Create a Share and Add Datasets
Within the Data Share account, the provider creates a share. A share is a logical grouping of datasets to be shared with a specific consumer or group. The provider then adds datasets from supported data sources (Blob, ADLS, SQL, etc.). For each dataset, the provider specifies the exact data entity (e.g., a container, a folder, a SQL table). The provider can add multiple datasets to one share. The datasets are referenced by their resource IDs and paths.
Configure Snapshot Schedule or In-Place
The provider decides the sharing mode. For snapshot sharing, they configure a recurrence schedule (e.g., every hour, daily). The default is no schedule; you must explicitly define one. For in-place sharing, no schedule is needed because the consumer accesses the data live. The provider can also set a snapshot start time and end time. The snapshot schedule is defined using a trigger resource in the Data Share account.
Send Invitation to Consumer
The provider sends an invitation to the consumer's Azure AD identity. The invitation includes the share name, a message, and an expiration date (default 7 days, configurable 1-90 days). The consumer receives an email with a link to accept the invitation. The provider can also send invitations to a service principal for automated acceptance. The invitation is a separate resource under the share.

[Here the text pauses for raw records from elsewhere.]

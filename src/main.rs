//! Smart Voice Notify CLI
//!
//! 从 stdin 读取宿主事件（每行一个 JSON），驱动语音提醒状态机

use anyhow::{Context, Result};
use clap::Parser;
use smart_voice_notify::{BackendsBuilder, EventRouter, HostEvent, NotifyConfig};
use std::path::PathBuf;
use std::time::Duration;
use tokio::io::{AsyncBufReadExt, BufReader};
use tracing::{debug, info, warn};
use tracing_subscriber::{fmt, EnvFilter};

/// 输入结束后检查待处理工作的间隔
const DRAIN_POLL_INTERVAL: Duration = Duration::from_millis(250);

#[derive(Parser)]
#[command(name = "voice-notify")]
#[command(about = "Smart Voice Notify - 编码代理事件的语音提醒与升级通知")]
#[command(version)]
struct Cli {
    /// 配置文件路径（默认 ~/.config/smart-voice-notify/config.json）
    #[arg(long, short)]
    config: Option<PathBuf>,
    /// 输出调试日志
    #[arg(long)]
    debug: bool,
    /// 只记录日志，不播放声音、不发送通知
    #[arg(long)]
    dry_run: bool,
}

#[tokio::main]
async fn main() -> Result<()> {
    let cli = Cli::parse();

    // 通过 RUST_LOG 环境变量控制日志级别，默认为 info
    // 例如: RUST_LOG=debug voice-notify < events.ndjson
    let default_filter = if cli.debug {
        "smart_voice_notify=debug,voice_notify=debug"
    } else {
        "smart_voice_notify=info,voice_notify=info"
    };
    let filter =
        EnvFilter::try_from_default_env().unwrap_or_else(|_| EnvFilter::new(default_filter));

    fmt()
        .with_writer(std::io::stderr)
        .with_env_filter(filter)
        .with_target(false)
        .with_thread_ids(false)
        .init();

    let config = match &cli.config {
        Some(path) => NotifyConfig::from_path(path)?,
        None => NotifyConfig::load()?,
    };
    info!(
        mode = ?config.notification_mode,
        enabled = config.enabled,
        dry_run = cli.dry_run,
        "Starting voice-notify"
    );

    let backends = BackendsBuilder::new(&config)
        .dry_run(cli.dry_run)
        .build()
        .context("Failed to initialize notification backends")?;
    let router = EventRouter::new(config, backends);

    if read_events(&router).await? {
        drain(&router).await;
    }

    router.shutdown();
    info!("voice-notify stopped");
    Ok(())
}

/// 逐行读取事件，返回 `true` 表示输入正常结束（需要等待提醒）
async fn read_events(router: &EventRouter) -> Result<bool> {
    let mut lines = BufReader::new(tokio::io::stdin()).lines();
    loop {
        tokio::select! {
            line = lines.next_line() => {
                let Some(line) = line.context("Failed to read stdin")? else {
                    debug!("Input closed");
                    return Ok(true);
                };
                let line = line.trim();
                if line.is_empty() {
                    continue;
                }
                match HostEvent::from_json(line) {
                    Ok(event) => router.on_event(&event).await,
                    Err(e) => warn!(error = %e, "Skipping malformed event line"),
                }
            }
            _ = tokio::signal::ctrl_c() => {
                info!("Interrupted");
                return Ok(false);
            }
        }
    }
}

/// 等待所有提醒和批次处理完成（或 Ctrl+C）
async fn drain(router: &EventRouter) {
    if router.has_pending_work() {
        info!(reminders = ?router.pending_reminders(), "Waiting for pending reminders");
    }
    while router.has_pending_work() {
        tokio::select! {
            _ = tokio::time::sleep(DRAIN_POLL_INTERVAL) => {}
            _ = tokio::signal::ctrl_c() => {
                info!("Interrupted while waiting for reminders");
                return;
            }
        }
    }
}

Consumer Accepts and Configures Target
The consumer clicks the invitation link, which opens the Azure portal. They must have an Azure subscription and appropriate permissions (Contributor or Owner on the target resource group). They specify a target data store (e.g., a storage account, a SQL database) to receive the shared data. For snapshot sharing, the consumer chooses a target folder or table. For in-place sharing, the consumer gets a SAS URI or managed identity access to read the data directly.
Data Replication Begins
Once the consumer accepts and the target is configured, the first snapshot (if snapshot mode) is triggered. Data is copied from the provider's source to the consumer's target. Subsequent snapshots occur according to the schedule. For in-place sharing, the consumer can immediately query the data using the provided access. The provider can monitor the status of snapshots in the Azure portal.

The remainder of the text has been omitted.